Among the new citizens are a five-month-old, a 95-year old, 96 children, 27 new Israel Defense Forces soldiers, and 4 dogs hailing from 21 states.

After enjoying speeches by officials of aliyah organization Nefesh b'Nefesh and Jewish Agency chairman Natan Sharansky, returnees to the Jewish homeland enjoyed some refreshments and shared their enthusiasm with Israel National Radio's Yishai Fleisher.

"The first time you sing Hatikva not as a visitor or going to a school in America, but finally as my national anthem, in my country – it's amazing," enthused Yossi Gove, a plumber from Passaic, New Jersey who used to be known as "Joe."  Surrounded by his family, he blessed his children to grow, succeed and multiply.  "Where can you do that more than here?" he asked.
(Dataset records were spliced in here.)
/// Deserialize a row against the current schema.
///
/// Columns beyond the stored counts read as null; the stored
/// variable-column count wins over per-column flags, so rows written
/// before a schema grew stay readable.
pub fn decode_row(
    columns: &[Column],
    bytes: &[u8],
    format: &JetFormat,
) -> Result<Vec<Cell>, JetError> {
    let count_size = format.size_row_column_count;
    if bytes.len() < count_size * 2 {
        return Err(JetError::Corrupt("row shorter than its counts".to_string()));
    }

    let stored_cols = read_count(bytes, 0, format);
    let trailer_cols = read_count(bytes, bytes.len() - count_size, format);
    if stored_cols != trailer_cols {
        return Err(JetError::Corrupt(format!(
            "row column counts disagree: {} vs {}",
            stored_cols, trailer_cols
        )));
    }

    let mask_size = stored_cols.div_ceil(8);
    let mask_end = bytes.len() - count_size;
    let mask_start = mask_end
        .checked_sub(mask_size)
        .ok_or_else(|| JetError::Corrupt("row mask overruns the row".to_string()))?;
    let var_count_at = mask_start
        .checked_sub(count_size)
        .ok_or_else(|| JetError::Corrupt("row var count overruns the row".to_string()))?;
    let stored_vars = read_count(bytes, var_count_at, format);
    let jump_start = var_count_at
        .checked_sub(stored_vars * 2)
        .ok_or_else(|| JetError::Corrupt("row jump table overruns the row".to_string()))?;

    // reversed on disk; recover declaration order
    let mut var_offsets = Vec::with_capacity(stored_vars);
    for i in (0..stored_vars).rev() {
        var_offsets.push(LittleEndian::read_u16(&bytes[jump_start + i * 2..]) as usize);
    }
    for pair in var_offsets.windows(2) {
        if pair[0] > pair[1] {
            return Err(JetError::Corrupt(
                "variable offsets are not ordered".to_string(),
            ));
        }
    }
    if let Some(&first) = var_offsets.first() {
        if first < count_size || *var_offsets.last().unwrap() > jump_start {
            return Err(JetError::Corrupt(
                "variable offsets fall outside the row".to_string(),
            ));
        }
    }

    let mask = &bytes[mask_start..mask_end];
    let bit = |i: usize| mask[i / 8] & (1 << (i % 8)) != 0;

    let mut cells = Vec::with_capacity(columns.len());
    let mut var_ordinal = 0usize;
    for (i, col) in columns.iter().enumerate() {
        if i >= stored_cols {
            // written before this column existed
            cells.push(Cell::Null);
            continue;
        }
        if col.data_type == crate::jet::value::DataType::Boolean {
            cells.push(Cell::Bool(bit(i)));
            continue;
        }
        if col.is_fixed() {
            if !bit(i) {
                cells.push(Cell::Null);
                continue;
            }
            let start = count_size + col.fixed_offset as usize;
            let end = start + col.fixed_size();
            if end > jump_start.min(bytes.len()) {
                return Err(JetError::Corrupt(format!(
                    "fixed column '{}' overruns the row",
                    col.name
                )));
            }
            cells.push(Cell::Bytes(bytes[start..end].to_vec()));
        } else {
            let ordinal = var_ordinal;
            var_ordinal += 1;
            if ordinal >= stored_vars || !bit(i) {
                cells.push(Cell::Null);
                continue;
            }
            let start = var_offsets[ordinal];
            let end = if ordinal + 1 < stored_vars {
                var_offsets[ordinal + 1]
            } else {
                jump_start
            };
            cells.push(Cell::Bytes(bytes[start..end].to_vec()));
        }
    }
    Ok(cells)
}

#[cfg(test)]
mod tests {
    use super::*;
    use crate::jet::format::{FORMAT_V3, FORMAT_V4};
    use crate::jet::value::DataType;

    fn sample_columns() -> Vec<Column> {
        let mut id = Column::new("Id", DataType::Long);
        id.number = 0;
        id.fixed_offset = 0;
        let mut flag = Column::new("Active", DataType::Boolean);
        flag.number = 1;
        let mut name = Column::new("Name", DataType::Text);
        name.number = 2;
        name.var_index = 0;
        let mut notes = Column::new("Notes", DataType::Binary);
        notes.number = 3;
        notes.var_index = 1;
        vec![id, flag, name, notes]
    }

    #[test]
    fn test_row_id_sentinels_sort_outside_real_rows() {
        let real = RowId::new(5, 3);
        assert!(RowId::FIRST < real);
        assert!(real < RowId::LAST);
        assert!(RowId::FIRST < RowId::LAST);
        assert!(RowId::new(4, 9) < real);
        assert!(real < RowId::new(5, 4));
        assert!(!RowId::FIRST.is_valid());
        assert!(real.is_valid());
    }

    #[test]
    fn test_overflow_ptr_round_trip() {
        let id = RowId::new(0x00ABCDEF, 7);
        assert_eq!(decode_overflow_ptr(&encode_overflow_ptr(id)).unwrap(), id);
    }

    #[test]
    fn test_encode_decode_round_trip() {
        let cols = sample_columns();
        let cells = vec![
            Cell::Bytes(vec![1, 0, 0, 0]),
            Cell::Bool(true),
            Cell::Bytes(b"ab".to_vec()),
            Cell::Null,
        ];
        let bytes = encode_row(&cols, &cells, &FORMAT_V4).unwrap();
        assert_eq!(decode_row(&cols, &bytes, &FORMAT_V4).unwrap(), cells);
    }

    #[test]
    fn test_round_trip_v3_count_width() {
        let cols = sample_columns();
        let cells = vec![
            Cell::Null,
            Cell::Bool(false),
            Cell::Bytes(b"x".to_vec()),
            Cell::Bytes(vec![9, 9]),
        ];
        let bytes = encode_row(&cols, &cells, &FORMAT_V3).unwrap();
        assert_eq!(decode_row(&cols, &bytes, &FORMAT_V3).unwrap(), cells);
    }

    #[test]
    fn test_schema_growth_reads_null() {
        // row written with two columns, schema now has four
        let old_cols: Vec<Column> = sample_columns().into_iter().take(2).collect();
        let bytes = encode_row(
            &old_cols,
            &[Cell::Bytes(vec![7, 0, 0, 0]), Cell::Bool(true)],
            &FORMAT_V4,
        )
        .unwrap();

        let cells = decode_row(&sample_columns(), &bytes, &FORMAT_V4).unwrap();
        assert_eq!(cells[0], Cell::Bytes(vec![7, 0, 0, 0]));
        assert_eq!(cells[1], Cell::Bool(true));
        assert_eq!(cells[2], Cell::Null);
        assert_eq!(cells[3], Cell::Null);
    }

    #[test]
    fn test_var_offsets_descend_on_disk() {
        let cols = sample_columns();
        let cells = vec![
            Cell::Null,
            Cell::Bool(false),
            Cell::Bytes(b"abc".to_vec()),
            Cell::Bytes(b"de".to_vec()),
        ];
        let bytes = encode_row(&cols, &cells, &FORMAT_V4).unwrap();
        // jump table sits before [var_count][mask][trailer]
        let tail = 2 + 1 + 2;
        let second = LittleEndian::read_u16(&bytes[bytes.len() - tail - 4..]);
        let first = LittleEndian::read_u16(&bytes[bytes.len() - tail - 2..]);
        assert!(first < second);
    }

    #[test]
    fn test_data_page_add_and_region() {
        let format = &FORMAT_V4;
        let mut page = vec![0u8; format.page_size];
        stamp_data_page(&mut page, format, PAGE_TYPE_DATA, 99);
        assert_eq!(data_page_tdef(&page), 99);
        assert_eq!(data_page_row_count(&page, format), 0);

        let r0 = add_row(&mut page, format, &[0xAA; 10]).unwrap();
        let r1 = add_row(&mut page, format, &[0xBB; 6]).unwrap();
        assert_eq!((r0, r1), (0, 1));

        let (s0, e0) = row_region(&page, format, 0).unwrap();
        assert_eq!((e0 - s0, e0), (10, format.page_size));
        let (s1, e1) = row_region(&page, format, 1).unwrap();
        assert_eq!(e1, s0);
        assert_eq!(e1 - s1, 6);
        assert_eq!(&page[s1..e1], &[0xBB; 6]);
    }

    #[test]
    fn test_page_free_space_accounting() {
        let format = &FORMAT_V4;
        let mut page = vec![0u8; format.page_size];
        stamp_data_page(&mut page, format, PAGE_TYPE_DATA, 1);
        let before = data_page_free_space(&page);
        add_row(&mut page, format, &[1; 100]).unwrap();
        assert_eq!(data_page_free_space(&page), before - 102);
    }

    #[test]
    fn test_page_rejects_oversized_row() {
        let format = &FORMAT_V4;
        let mut page = vec![0u8; format.page_size];
        stamp_data_page(&mut page, format, PAGE_TYPE_DATA, 1);
        assert!(add_row(&mut page, format, &vec![0u8; format.page_size]).is_err());
    }

    #[test]
    fn test_row_ptr_flags() {
        let format = &FORMAT_V4;
        let mut page = vec![0u8; format.page_size];
        stamp_data_page(&mut page, format, PAGE_TYPE_DATA, 1);
        add_row(&mut page, format, &[1, 2, 3]).unwrap();

        let ptr = row_ptr(&page, format, 0).unwrap();
        assert!(!ptr.is_deleted());
        set_row_ptr(&mut page, format, 0, ptr.deleted());
        assert!(row_ptr(&page, format, 0).unwrap().is_deleted());
        set_row_ptr(&mut page, format, 0, ptr.overflow());
        assert!(row_ptr(&page, format, 0).unwrap().is_overflow());
        // offset survives the flag bits
        assert_eq!(row_ptr(&page, format, 0).unwrap().offset(), ptr.offset());
    }

    #[test]
    fn test_overwrite_row_repacks_page() {
        let format = &FORMAT_V4;
        let mut page = vec![0u8; format.page_size];
        stamp_data_page(&mut page, format, PAGE_TYPE_DATA, 1);
        add_row(&mut page, format, &[0xAA; 10]).unwrap();
        add_row(&mut page, format, &[0xBB; 6]).unwrap();

        overwrite_row(&mut page, format, 0, &[0xCC; 4]).unwrap();
        let (s0, e0) = row_region(&page, format, 0).unwrap();
        assert_eq!(e0 - s0, 4);
        assert_eq!(&page[s0..e0], &[0xCC; 4]);
        // the neighbor keeps its exact bytes and length
        let (s1, e1) = row_region(&page, format, 1).unwrap();
        assert_eq!(e1 - s1, 6);
        assert_eq!(&page[s1..e1], &[0xBB; 6]);
        assert_eq!(e1, s0);
    }

    #[test]
    fn test_overwrite_row_reclaims_deleted_space() {
        let format = &FORMAT_V4;
        let mut page = vec![0u8; format.page_size];
        stamp_data_page(&mut page, format, PAGE_TYPE_DATA, 1);
        add_row(&mut page, format, &[0xAA; 100]).unwrap();
        add_row(&mut page, format, &[0xBB; 6]).unwrap();
        let ptr = row_ptr(&page, format, 0).unwrap();
        set_row_ptr(&mut page, format, 0, ptr.deleted());
        let before = data_page_free_space(&page);

        overwrite_row(&mut page, format, 1, &[0xDD; 6]).unwrap();
        // the 100 deleted bytes came back on the rewrite
        assert!(data_page_free_space(&page) >= before + 100);
        assert!(row_ptr(&page, format, 0).unwrap().is_deleted());
        let (s0, e0) = row_region(&page, format, 0).unwrap();
        assert_eq!(s0, e0);
    }
}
"It's good to be home.  It's so good to be home," gushed Elana Frankel, a recent graduate of the University of Maryland.   "It's amazing, I can't believe I'm finally doing it. I've wanted to make aliyah since I was 15," she told Fleisher.  

Years ago, immediately after spending a year in one of Israel's Torah seminaries for young women, Elana was hooked.  But her parents told her she could not make Israel home until she graduated from college.  So in order to maintain her commitment to Aliyah and to living a religious life, Elana got involved with Hillel, trying to run pro-aliyah events for other students whenever she could.

"My phone message for the past 7 years says 'Hi, you've reached Elana Frankel, leave a message at the beep, call me back, make aliyah.'  Yeah, I've changed my voice mail, but people still associate me with aliyah," she said.

Two decades her senior, Varda "Wendy" Derovan made the decision to pack her bags when she was 14 years old – and finally touched down in the Holy Land 30 years later in fulfillment of her dream.

Yet her vision of life in Israel comes just as much from inspiration as from intellectual honesty.  "We want to be part of the whole [conversation] of what it is to have a Jewish country, and it's really hard to do that in America," reasoned Varda.  She also had words of rebuke for religious Jews who pray for the fulfillment of the prophecy of the ingathering of the exiles, but do not take part.   "After 120 years, when you go before Hashem and you have to answer 'why didn't I go' -  I don't know what we're going to say… very few people have a good answer," she said.

Varda also encouraged fellow Jews to see Aliyah as a way to affect the future of Israel, saying she believes an influx of 100,000 American Jews would drastically change Israel's political situation.  "I think it's extremely important now for people to take action.  There is no more time to waste," urged Varda.  "We are really on the line.  So we are voting with our feet."

Rabbi Elan Adler has come home as well, but he credits his wife.  Rabbanit Dr. Rivkah Lambert Adler lived Aliyah for 9 years as she guided her family toward the ultimate goal.  During that time, she took leadership of the highly successful Baltimore, Maryland aliyah club, the Baltimore Chug Aliyah, and began writing for her personal blog Bat Aliyah, all the while helping local families take the leap toward life in Israel.  "I channeled my own frustrated aliyah energy… until it was the right time for us," she said.

While groups of olim [immigrants to Israel] will be coming throughout the summer, the next full chartered plane of Nefesh b'Nefesh immigrants will arrive on August 3rd.